Mapa dos tributos: 100 municípios concentram 77,6% da arrecadação nacional, entenda o ranking da arrecadação municipal e possíveis efeitos da reforma tributária

Análise do IBPT mostra que 100 municípios detêm 77,6% da arrecadação, embora abriguem apenas 36,4% da população, e que a reforma tributária pode alterar esse mapa

Os dados revelam forte concentração da arrecadação municipal em centros industriais e comerciais, com impacto direto nas finanças locais.

A capital paulista se destaca no topo do ranking, seguida por Rio de Janeiro e Brasília, mas o cenário por habitante é diferente.

Os números e análises foram levantados pelo Instituto Brasileiro de Planejamento e Tributação, conforme informação divulgada pelo g1.

Quem são os municípios que mais arrecadam

Os 100 municípios com maior arrecadação concentram 77,6% do total recolhido no país, embora abriguem pouco mais de um terço (36,4%) da população brasileira, segundo levantamento do IBPT. Esses municípios arrecadaram mais de R$ 1,9 trilhão no ano.

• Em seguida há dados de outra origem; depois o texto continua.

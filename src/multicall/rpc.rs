//! JSON-RPC transport for Multicall3
//!
//! Encodes the batch as `aggregate3` with `allowFailure = true` and submits
//! it with a single `eth_call` against the chain's Multicall3 deployment.

use super::bindings::IMulticall3;
use super::{CallOutcome, CallRequest, MulticallError, MulticallTransport};
use crate::config::{ChainRegistry, RpcConfig};
use alloy::primitives::{hex, Address, Bytes};
use alloy::sol_types::SolCall;
use async_trait::async_trait;
use reqwest::Client;
use serde::Deserialize;
use serde_json::{json, Value};
use std::sync::Arc;
use std::time::Duration;

/// Multicall transport backed by a JSON-RPC node per chain
pub struct RpcTransport {
    registry: Arc<ChainRegistry>,
    client: Client,
}

impl RpcTransport {
    pub fn new(registry: Arc<ChainRegistry>, config: &RpcConfig) -> anyhow::Result<Self> {
        let client = Client::builder()
            .timeout(Duration::from_secs(config.timeout_secs))
            .build()?;

        Ok(Self { registry, client })
    }

    /// Perform a raw `eth_call` at the latest block
    pub async fn eth_call(
        &self,
        chain_id: u64,
        to: Address,
        data: &[u8],
    ) -> Result<Bytes, MulticallError> {
        let url = self
            .registry
            .rpc_url(chain_id)
            .ok_or(MulticallError::UnknownChain(chain_id))?;

        tracing::debug!(chain_id, %to, bytes = data.len(), "Sending eth_call");

        let response = self
            .client
            .post(url)
            .json(&eth_call_body(to, data))
            .send()
            .await?
            .error_for_status()?;

        let body: JsonRpcResponse = response.json().await?;
        parse_rpc_response(body)
    }
}

#[async_trait]
impl MulticallTransport for RpcTransport {
    async fn aggregate(
        &self,
        chain_id: u64,
        calls: &[CallRequest],
    ) -> Result<Vec<CallOutcome>, MulticallError> {
        let multicall = self.registry.multicall_address(chain_id);
        let data = encode_aggregate3(calls);
        let raw = self.eth_call(chain_id, multicall, &data).await?;
        decode_aggregate3(&raw)
    }
}

#[derive(Debug, Deserialize)]
struct JsonRpcResponse {
    result: Option<String>,
    error: Option<JsonRpcError>,
}

#[derive(Debug, Deserialize)]
struct JsonRpcError {
    code: i64,
    message: String,
}

fn eth_call_body(to: Address, data: &[u8]) -> Value {
    json!({
        "jsonrpc": "2.0",
        "id": 1,
        "method": "eth_call",
        "params": [
            { "to": to.to_string(), "data": hex::encode_prefixed(data) },
            "latest"
        ]
    })
}

fn parse_rpc_response(response: JsonRpcResponse) -> Result<Bytes, MulticallError> {
    if let Some(error) = response.error {
        return Err(MulticallError::Rpc {
            code: error.code,
            message: error.message,
        });
    }

    let result = response
        .result
        .ok_or_else(|| MulticallError::MalformedResponse("missing result".to_string()))?;

    hex::decode(&result)
        .map(Bytes::from)
        .map_err(|e| MulticallError::MalformedResponse(format!("invalid hex result: {e}")))
}

fn encode_aggregate3(calls: &[CallRequest]) -> Vec<u8> {
    let calls = calls
        .iter()
        .map(|c| IMulticall3::Call3 {
            target: c.target,
            allowFailure: true,
            callData: c.call_data.clone(),
        })
        .collect();

    IMulticall3::aggregate3Call { calls }.abi_encode()
}

fn decode_aggregate3(data: &[u8]) -> Result<Vec<CallOutcome>, MulticallError> {
    let decoded = IMulticall3::aggregate3Call::abi_decode_returns(data, true)
        .map_err(|e| MulticallError::MalformedResponse(e.to_string()))?;

    Ok(decoded
        .returnData
        .into_iter()
        .map(|r| CallOutcome {
            success: r.success,
            return_data: r.returnData,
        })
        .collect())
}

Veja os 10 municípios que mais arrecadaram em 2024, na lista divulgada pelo IBPT, com os valores exatamente informados: São Paulo (SP): R$ 581,2 bilhões, Rio de Janeiro (RJ): R$ 306,9 bilhões, Brasília (DF): R$ 180,1 bilhões, Belo Horizonte (MG): R$ 54,7 bilhões, Osasco (SP): R$ 50,2 bilhões, Curitiba (PR): R$ 44,5 bilhões, Barueri (SP): R$ 36,5 bilhões, Porto Alegre (RS): R$ 33,7 bilhões, Itajaí (SC): R$ 27,1 bilhões, Campinas (SP): R$ 26 bilhões.

Arrecadação per capita e polo industrial

Na comparação por pessoa, o destaque é Barueri (SP), que arrecadou R$ 110,4 mil por pessoa no ano. São Paulo, apesar de liderar o ranking geral, ficou na 12ª posição em arrecadação per capita, com R$ 48.854,61, abaixo de Itajaí, Osasco e Brasília.

O presidente-executivo do IBPT, João Eloi Olenike, explica que a forte concentração no Sul e no Sudeste se explica pela maior presença de atividades industriais e comerciais. Segundo ele, “Existem municípios que, mesmo com menor população, ainda registram uma arrecadação muito elevada por conta da concentração de indústrias, comércio e prestadores de serviços”.

O que muda com a reforma tributária

A pesquisa do IBPT aponta que parte do ranking pode mudar com a implementação da reforma tributária, porque a forma de cobrança dos tributos passará da origem para o destino, onde ocorre o consumo.

Olenike ressalta que “Isso não deve acontecer de forma imediata, mas a expectativa é que, com a mudança na tributação, os municípios que recebem as mercadorias passem a ter mais destaque na arrecadação”, citando como possível impacto positivo regiões do Norte e do Nordeste.

Distribuição regional e implicações

A distribuição dos 100 municípios por região é desigual, com predomínio do Sudeste e do Sul. A Região Sudeste concentra 53 municípios, sendo 36 em São Paulo, nove em Minas Gerais, quatro no Espírito Santo e quatro no Rio de Janeiro.

A Região Sul reúne 26 municípios, com Santa Catarina destacando-se com 12, seguida pelo Rio Grande do Sul com sete e o Paraná com sete. O Nordeste tem 12 municípios no ranking, enquanto o Centro-Oeste aparece com seis e o Norte com apenas três.

O levantamento do IBPT mostra, em resumo, que a arrecadação municipal no Brasil está concentrada em um número reduzido de cidades, que concentram grandes polos produtivos e comerciais, e que reformas nas regras de cobrança podem redistribuir parte dessa arrecadação ao longo do tempo.